* PROBLEM: Take the lines below between the one holding "let mut out" and the one holding "pub struct DatabaseStats", inclusive, and copy them exactly. Add nothing.

* PROVIDED RECORDS:
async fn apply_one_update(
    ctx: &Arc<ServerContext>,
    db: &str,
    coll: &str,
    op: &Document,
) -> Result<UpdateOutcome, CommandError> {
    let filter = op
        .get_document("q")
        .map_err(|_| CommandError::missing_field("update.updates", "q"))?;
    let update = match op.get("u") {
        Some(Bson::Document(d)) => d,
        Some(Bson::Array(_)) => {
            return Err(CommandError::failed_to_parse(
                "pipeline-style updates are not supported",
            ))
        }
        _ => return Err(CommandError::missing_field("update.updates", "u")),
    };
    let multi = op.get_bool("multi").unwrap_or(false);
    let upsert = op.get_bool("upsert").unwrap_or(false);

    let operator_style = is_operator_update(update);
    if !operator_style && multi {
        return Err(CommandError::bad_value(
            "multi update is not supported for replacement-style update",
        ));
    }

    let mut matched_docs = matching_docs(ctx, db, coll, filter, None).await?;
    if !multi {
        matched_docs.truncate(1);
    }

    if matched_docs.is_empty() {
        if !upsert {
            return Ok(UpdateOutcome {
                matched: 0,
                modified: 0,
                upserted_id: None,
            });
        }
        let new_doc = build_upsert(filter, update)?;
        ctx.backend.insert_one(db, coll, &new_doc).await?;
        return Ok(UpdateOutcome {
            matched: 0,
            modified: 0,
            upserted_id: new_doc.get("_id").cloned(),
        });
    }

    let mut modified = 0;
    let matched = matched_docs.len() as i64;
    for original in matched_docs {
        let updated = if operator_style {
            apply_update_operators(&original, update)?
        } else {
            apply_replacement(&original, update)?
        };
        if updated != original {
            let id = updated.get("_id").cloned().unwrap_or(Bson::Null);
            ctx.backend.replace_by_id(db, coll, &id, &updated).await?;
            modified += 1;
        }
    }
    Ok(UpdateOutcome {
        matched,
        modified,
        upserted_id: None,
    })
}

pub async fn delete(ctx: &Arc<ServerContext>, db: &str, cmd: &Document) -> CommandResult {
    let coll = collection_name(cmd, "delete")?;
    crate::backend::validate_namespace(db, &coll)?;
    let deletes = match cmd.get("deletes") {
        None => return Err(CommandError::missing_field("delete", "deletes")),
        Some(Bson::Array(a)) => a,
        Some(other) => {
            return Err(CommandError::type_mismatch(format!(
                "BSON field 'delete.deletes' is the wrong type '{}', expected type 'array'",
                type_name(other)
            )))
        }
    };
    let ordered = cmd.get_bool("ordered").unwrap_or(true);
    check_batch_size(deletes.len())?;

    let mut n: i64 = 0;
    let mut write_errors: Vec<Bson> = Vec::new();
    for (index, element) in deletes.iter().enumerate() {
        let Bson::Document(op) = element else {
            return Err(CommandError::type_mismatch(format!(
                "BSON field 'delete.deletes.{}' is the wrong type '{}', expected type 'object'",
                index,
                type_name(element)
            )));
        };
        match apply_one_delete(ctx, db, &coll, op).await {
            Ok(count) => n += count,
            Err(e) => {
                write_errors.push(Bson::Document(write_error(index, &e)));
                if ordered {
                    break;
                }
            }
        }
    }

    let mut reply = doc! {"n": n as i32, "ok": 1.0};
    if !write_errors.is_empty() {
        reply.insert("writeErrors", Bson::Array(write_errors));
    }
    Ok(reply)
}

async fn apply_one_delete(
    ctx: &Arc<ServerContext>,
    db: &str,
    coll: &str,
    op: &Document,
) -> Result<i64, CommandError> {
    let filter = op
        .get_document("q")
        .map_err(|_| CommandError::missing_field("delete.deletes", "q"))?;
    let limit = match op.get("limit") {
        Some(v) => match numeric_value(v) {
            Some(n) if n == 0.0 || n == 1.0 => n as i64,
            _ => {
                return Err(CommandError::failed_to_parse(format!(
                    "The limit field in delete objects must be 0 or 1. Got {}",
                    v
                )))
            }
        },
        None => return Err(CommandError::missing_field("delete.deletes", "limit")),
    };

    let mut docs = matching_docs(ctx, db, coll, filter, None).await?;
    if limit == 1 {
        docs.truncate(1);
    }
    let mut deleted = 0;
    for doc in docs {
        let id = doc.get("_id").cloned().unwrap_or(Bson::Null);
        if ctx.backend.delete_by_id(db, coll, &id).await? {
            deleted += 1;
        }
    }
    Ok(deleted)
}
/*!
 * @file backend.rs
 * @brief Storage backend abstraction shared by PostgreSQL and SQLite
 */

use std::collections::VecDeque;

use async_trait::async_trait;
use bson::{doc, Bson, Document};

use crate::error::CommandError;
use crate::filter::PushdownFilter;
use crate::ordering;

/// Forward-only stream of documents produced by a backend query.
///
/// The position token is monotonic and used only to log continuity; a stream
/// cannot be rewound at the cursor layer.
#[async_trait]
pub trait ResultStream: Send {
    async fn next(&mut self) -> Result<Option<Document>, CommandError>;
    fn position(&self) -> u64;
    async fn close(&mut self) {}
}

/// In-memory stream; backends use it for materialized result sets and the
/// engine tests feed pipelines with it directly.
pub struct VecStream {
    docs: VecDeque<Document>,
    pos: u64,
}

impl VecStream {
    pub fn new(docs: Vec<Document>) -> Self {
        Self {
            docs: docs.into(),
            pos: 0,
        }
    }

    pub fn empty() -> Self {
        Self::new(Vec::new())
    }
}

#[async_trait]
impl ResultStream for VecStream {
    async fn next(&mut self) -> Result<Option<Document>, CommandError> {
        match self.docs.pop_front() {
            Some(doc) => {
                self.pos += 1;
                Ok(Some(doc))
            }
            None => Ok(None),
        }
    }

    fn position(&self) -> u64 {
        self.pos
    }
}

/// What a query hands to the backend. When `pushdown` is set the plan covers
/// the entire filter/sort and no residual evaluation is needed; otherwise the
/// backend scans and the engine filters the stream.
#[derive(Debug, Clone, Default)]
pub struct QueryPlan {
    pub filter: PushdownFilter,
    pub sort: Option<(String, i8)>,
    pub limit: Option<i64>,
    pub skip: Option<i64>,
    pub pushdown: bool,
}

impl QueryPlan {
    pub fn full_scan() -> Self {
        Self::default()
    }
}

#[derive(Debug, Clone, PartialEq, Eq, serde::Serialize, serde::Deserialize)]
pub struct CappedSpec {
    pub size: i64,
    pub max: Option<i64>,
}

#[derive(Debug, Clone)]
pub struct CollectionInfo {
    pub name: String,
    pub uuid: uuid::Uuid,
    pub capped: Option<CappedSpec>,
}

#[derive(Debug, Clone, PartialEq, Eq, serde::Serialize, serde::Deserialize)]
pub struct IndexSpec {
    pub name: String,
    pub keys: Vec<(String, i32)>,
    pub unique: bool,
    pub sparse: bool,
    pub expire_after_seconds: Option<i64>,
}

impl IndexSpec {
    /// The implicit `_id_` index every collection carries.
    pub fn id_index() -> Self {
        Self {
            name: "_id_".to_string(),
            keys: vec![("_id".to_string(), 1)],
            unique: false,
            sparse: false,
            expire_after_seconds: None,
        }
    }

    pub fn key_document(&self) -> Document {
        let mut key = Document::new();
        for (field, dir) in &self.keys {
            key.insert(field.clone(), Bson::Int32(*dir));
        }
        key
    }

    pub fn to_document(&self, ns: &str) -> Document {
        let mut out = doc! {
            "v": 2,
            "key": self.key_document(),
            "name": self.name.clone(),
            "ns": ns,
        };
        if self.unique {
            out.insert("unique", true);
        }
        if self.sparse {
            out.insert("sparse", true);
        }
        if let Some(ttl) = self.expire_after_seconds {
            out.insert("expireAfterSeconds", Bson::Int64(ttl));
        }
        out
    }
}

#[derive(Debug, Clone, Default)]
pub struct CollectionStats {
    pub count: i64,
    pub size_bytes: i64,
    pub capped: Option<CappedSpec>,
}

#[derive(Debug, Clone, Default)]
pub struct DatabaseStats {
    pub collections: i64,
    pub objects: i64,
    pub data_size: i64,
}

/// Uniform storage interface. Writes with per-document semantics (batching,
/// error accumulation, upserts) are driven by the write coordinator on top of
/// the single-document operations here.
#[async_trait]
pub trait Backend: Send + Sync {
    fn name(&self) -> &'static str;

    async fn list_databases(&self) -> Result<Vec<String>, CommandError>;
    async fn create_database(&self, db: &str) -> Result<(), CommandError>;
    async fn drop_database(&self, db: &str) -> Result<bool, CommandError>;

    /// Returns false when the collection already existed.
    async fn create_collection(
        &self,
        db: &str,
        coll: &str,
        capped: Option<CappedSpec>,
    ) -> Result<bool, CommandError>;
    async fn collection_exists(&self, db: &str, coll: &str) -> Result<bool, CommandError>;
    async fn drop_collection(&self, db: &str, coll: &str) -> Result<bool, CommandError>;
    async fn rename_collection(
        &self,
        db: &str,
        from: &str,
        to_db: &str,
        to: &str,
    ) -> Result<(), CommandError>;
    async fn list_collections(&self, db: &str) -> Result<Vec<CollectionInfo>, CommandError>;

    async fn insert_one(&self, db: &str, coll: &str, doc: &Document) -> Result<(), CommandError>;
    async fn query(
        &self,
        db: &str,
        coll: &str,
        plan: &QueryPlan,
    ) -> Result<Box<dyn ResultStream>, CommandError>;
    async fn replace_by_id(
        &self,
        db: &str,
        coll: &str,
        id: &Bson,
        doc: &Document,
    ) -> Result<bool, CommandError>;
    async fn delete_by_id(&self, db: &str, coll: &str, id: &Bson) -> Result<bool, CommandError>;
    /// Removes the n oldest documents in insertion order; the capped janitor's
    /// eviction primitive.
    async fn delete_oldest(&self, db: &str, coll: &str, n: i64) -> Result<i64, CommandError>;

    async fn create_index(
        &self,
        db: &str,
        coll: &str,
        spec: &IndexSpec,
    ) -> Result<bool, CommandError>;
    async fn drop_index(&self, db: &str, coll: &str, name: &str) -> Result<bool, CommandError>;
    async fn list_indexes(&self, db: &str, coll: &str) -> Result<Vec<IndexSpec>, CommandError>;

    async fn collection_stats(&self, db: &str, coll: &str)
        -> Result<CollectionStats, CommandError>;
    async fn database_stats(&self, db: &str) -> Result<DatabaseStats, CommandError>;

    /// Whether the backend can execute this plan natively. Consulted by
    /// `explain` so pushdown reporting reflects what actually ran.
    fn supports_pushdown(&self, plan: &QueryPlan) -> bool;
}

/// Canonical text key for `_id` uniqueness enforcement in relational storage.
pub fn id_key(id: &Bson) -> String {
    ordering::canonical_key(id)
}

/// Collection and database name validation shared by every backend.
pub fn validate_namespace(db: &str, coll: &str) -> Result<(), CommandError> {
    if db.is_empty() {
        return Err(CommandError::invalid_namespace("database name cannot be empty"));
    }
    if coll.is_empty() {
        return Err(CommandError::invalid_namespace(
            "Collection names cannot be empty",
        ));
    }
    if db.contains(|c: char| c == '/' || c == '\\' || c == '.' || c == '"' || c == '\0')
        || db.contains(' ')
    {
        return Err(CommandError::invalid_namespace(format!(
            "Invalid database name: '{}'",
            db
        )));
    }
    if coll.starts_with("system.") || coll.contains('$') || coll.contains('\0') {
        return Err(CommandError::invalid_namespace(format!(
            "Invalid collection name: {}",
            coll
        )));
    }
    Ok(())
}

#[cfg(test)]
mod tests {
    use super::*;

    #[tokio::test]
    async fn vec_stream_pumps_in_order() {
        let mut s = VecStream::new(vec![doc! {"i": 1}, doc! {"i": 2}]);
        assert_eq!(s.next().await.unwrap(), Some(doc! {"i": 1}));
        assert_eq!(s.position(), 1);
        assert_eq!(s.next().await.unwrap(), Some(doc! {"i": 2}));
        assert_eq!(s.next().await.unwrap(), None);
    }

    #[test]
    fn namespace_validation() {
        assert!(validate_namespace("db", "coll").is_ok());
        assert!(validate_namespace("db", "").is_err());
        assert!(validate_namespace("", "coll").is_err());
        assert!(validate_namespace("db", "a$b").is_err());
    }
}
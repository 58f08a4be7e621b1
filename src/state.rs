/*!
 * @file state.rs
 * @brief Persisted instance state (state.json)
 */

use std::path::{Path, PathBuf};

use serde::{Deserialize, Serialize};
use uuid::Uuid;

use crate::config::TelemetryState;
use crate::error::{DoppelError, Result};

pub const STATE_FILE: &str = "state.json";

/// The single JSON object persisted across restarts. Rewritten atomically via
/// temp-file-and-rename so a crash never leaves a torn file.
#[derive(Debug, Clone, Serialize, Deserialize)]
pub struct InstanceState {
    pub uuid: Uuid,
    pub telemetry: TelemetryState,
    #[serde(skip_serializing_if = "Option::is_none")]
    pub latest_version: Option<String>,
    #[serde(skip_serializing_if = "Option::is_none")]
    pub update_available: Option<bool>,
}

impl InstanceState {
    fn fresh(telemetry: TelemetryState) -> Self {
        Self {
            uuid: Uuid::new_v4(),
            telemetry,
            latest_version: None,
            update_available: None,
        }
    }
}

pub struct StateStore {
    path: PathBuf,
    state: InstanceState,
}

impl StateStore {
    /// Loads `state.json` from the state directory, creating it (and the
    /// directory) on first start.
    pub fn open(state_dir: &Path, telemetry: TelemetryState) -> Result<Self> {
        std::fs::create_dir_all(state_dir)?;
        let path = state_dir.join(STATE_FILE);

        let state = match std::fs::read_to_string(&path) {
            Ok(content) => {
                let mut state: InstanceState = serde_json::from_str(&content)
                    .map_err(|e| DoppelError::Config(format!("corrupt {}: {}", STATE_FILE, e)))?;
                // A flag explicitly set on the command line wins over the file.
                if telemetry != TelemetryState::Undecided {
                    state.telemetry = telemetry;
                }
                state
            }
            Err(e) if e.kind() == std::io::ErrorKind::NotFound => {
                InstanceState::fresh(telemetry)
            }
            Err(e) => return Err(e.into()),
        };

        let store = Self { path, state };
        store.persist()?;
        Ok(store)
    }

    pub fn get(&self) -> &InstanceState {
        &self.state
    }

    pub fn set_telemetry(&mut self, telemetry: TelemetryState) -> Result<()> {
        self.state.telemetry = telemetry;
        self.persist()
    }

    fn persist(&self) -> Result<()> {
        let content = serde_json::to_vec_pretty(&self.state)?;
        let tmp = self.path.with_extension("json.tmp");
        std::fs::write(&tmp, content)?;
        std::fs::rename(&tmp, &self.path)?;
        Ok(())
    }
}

* ANSWER TO THE EXERCISE:
        let mut out = doc! {
            "v": 2,
            "key": self.key_document(),
            "name": self.name.clone(),
            "ns": ns,
        };
        if self.unique {
            out.insert("unique", true);
        }
        if self.sparse {
            out.insert("sparse", true);
        }
        if let Some(ttl) = self.expire_after_seconds {
            out.insert("expireAfterSeconds", Bson::Int64(ttl));
        }
        out
    }
}

#[derive(Debug, Clone, Default)]
pub struct CollectionStats {
    pub count: i64,
    pub size_bytes: i64,
    pub capped: Option<CappedSpec>,
}

#[derive(Debug, Clone, Default)]
pub struct DatabaseStats {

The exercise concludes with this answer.